Tabi ki resmi bir açıklama filan yok!

Partiler ve bazı kadın örgütleri sosyal medyada top atışı yapıyor…

Hatta Ahmet hocayı istifaya davet edenler bile var!

Peki burada sorun Ahmet Ünsal hoca mı?

Daha geniş açıdan bakmak gerek…

Belli ki seçilmiş birisidir, buradaki din işleri artık ondan sorulacaktır!

Dini bütünlüğümüz için buradadır ondan şüphemiz yok…

Bir din adamı da elbette topluma vaaz verecek iyiyi ve doğruyu işaret edecektir ama konu kadın olunca da toplum haklı olarak bunu kadına bir hakaret olarak algılamakta ve sessiz kalmamaktadır!

Gürültü çıktıkça da kötü bir reklam olsa da tüm kesimler tarafından duyulmaktadır…

Oysa sessiz kalın, değeri olmadığını görünce aynı hatayı yapmayacaklardır…
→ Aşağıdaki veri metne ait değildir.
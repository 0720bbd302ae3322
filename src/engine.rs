//! Heuristic move selection for the computer opponent
//!
//! Every empty cell near existing stones is scored twice with the shared cell
//! evaluator: once for the AI (attack) and once for its opponent (defense).
//! The two are blended by difficulty. Hard and Extreme also rank candidates by
//! categorical override tiers before the blend:
//!
//! 1. **Win**: the cell completes five for the AI
//! 2. **Block**: the cell stops the opponent's five
//! 3. **Open four**: the cell gives the AI an open four
//! 4. **Block open four**: the cell denies the opponent an open four
//! 5. **Double threat** (Extreme only): two threats on different axes
//!
//! Candidates tied on (tier, score) are picked uniformly at random through an
//! injected RNG, so tests can seed selection.
//!
//! # Example
//!
//! ```
//! use gomoku::{AIEngine, Board, Difficulty, Move, Pos, Stone};
//! use rand::{rngs::StdRng, SeedableRng};
//!
//! let mut board = Board::new();
//! board.play(Move::new(Pos::new(7, 7), Stone::Black));
//!
//! let engine = AIEngine::new(Difficulty::Hard);
//! let mut rng = StdRng::seed_from_u64(7);
//! let result = engine.get_move_with_stats(&board, Stone::White, &mut rng).unwrap();
//! assert!(board.is_empty(result.pos));
//! ```

use std::str::FromStr;

use log::{debug, trace};
use rand::seq::SliceRandom;
use rand::Rng;
use serde::{Deserialize, Serialize};

use crate::board::{Board, Pos, Stone, BOARD_SIZE};
use crate::config::EngineConfig;
use crate::eval::{evaluate_cell, CellEval, Shape};

/// AI strength
#[derive(Debug, Clone, Copy, PartialEq, Eq, Hash, Serialize, Deserialize)]
#[serde(rename_all = "lowercase")]
pub enum Difficulty {
    Easy,
    Medium,
    Hard,
    Extreme,
}

impl Difficulty {
    pub const ALL: [Difficulty; 4] = [
        Difficulty::Easy,
        Difficulty::Medium,
        Difficulty::Hard,
        Difficulty::Extreme,
    ];

    /// Hard and Extreme never miss a win or an immediate block
    #[inline]
    pub fn uses_overrides(self) -> bool {
        matches!(self, Difficulty::Hard | Difficulty::Extreme)
    }
}

impl FromStr for Difficulty {
    type Err = String;

    fn from_str(s: &str) -> Result<Self, Self::Err> {
        match s.to_ascii_lowercase().as_str() {
            "easy" => Ok(Difficulty::Easy),
            "medium" => Ok(Difficulty::Medium),
            "hard" => Ok(Difficulty::Hard),
            "extreme" => Ok(Difficulty::Extreme),
            other => Err(format!(
                "unknown difficulty '{other}' (expected easy, medium, hard or extreme)"
            )),
        }
    }
}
Şu da bir gerçek ki hem Türkiye’de hem de KKTC’de aynı döneme gelen kanıda karşı aşağılama söylemleri hem de resmi makamlar tarafından aynı anda yapılınca ilerisini düşünmek bile istemiyoruz!

Bu asla bir tesadüf olamaz…

Bu arada dün akşam saatlerinde konuyla ilgili Din İşleri Başkanlığından açıklama yapıldı ve konuşmanın cımbızlanarak medyaya yansıtıldığı ifade edildi. İşte bu konuda da haklı yanları var zira bizim medya artık kamuoyunun yararından daha ziyade kendi görüşlerinin doğrultusunda yayın yapmaya başladığı da gayet aşikardır…

Ankara Kulisleri…

6’lıda HDP çatlağı!

Türkiye siyasi tarihinde bir ilk yaşanıyor seçimlere az bir süre kala iktidara karşı kurulan 6’lı masa halen adayını belirlemedi…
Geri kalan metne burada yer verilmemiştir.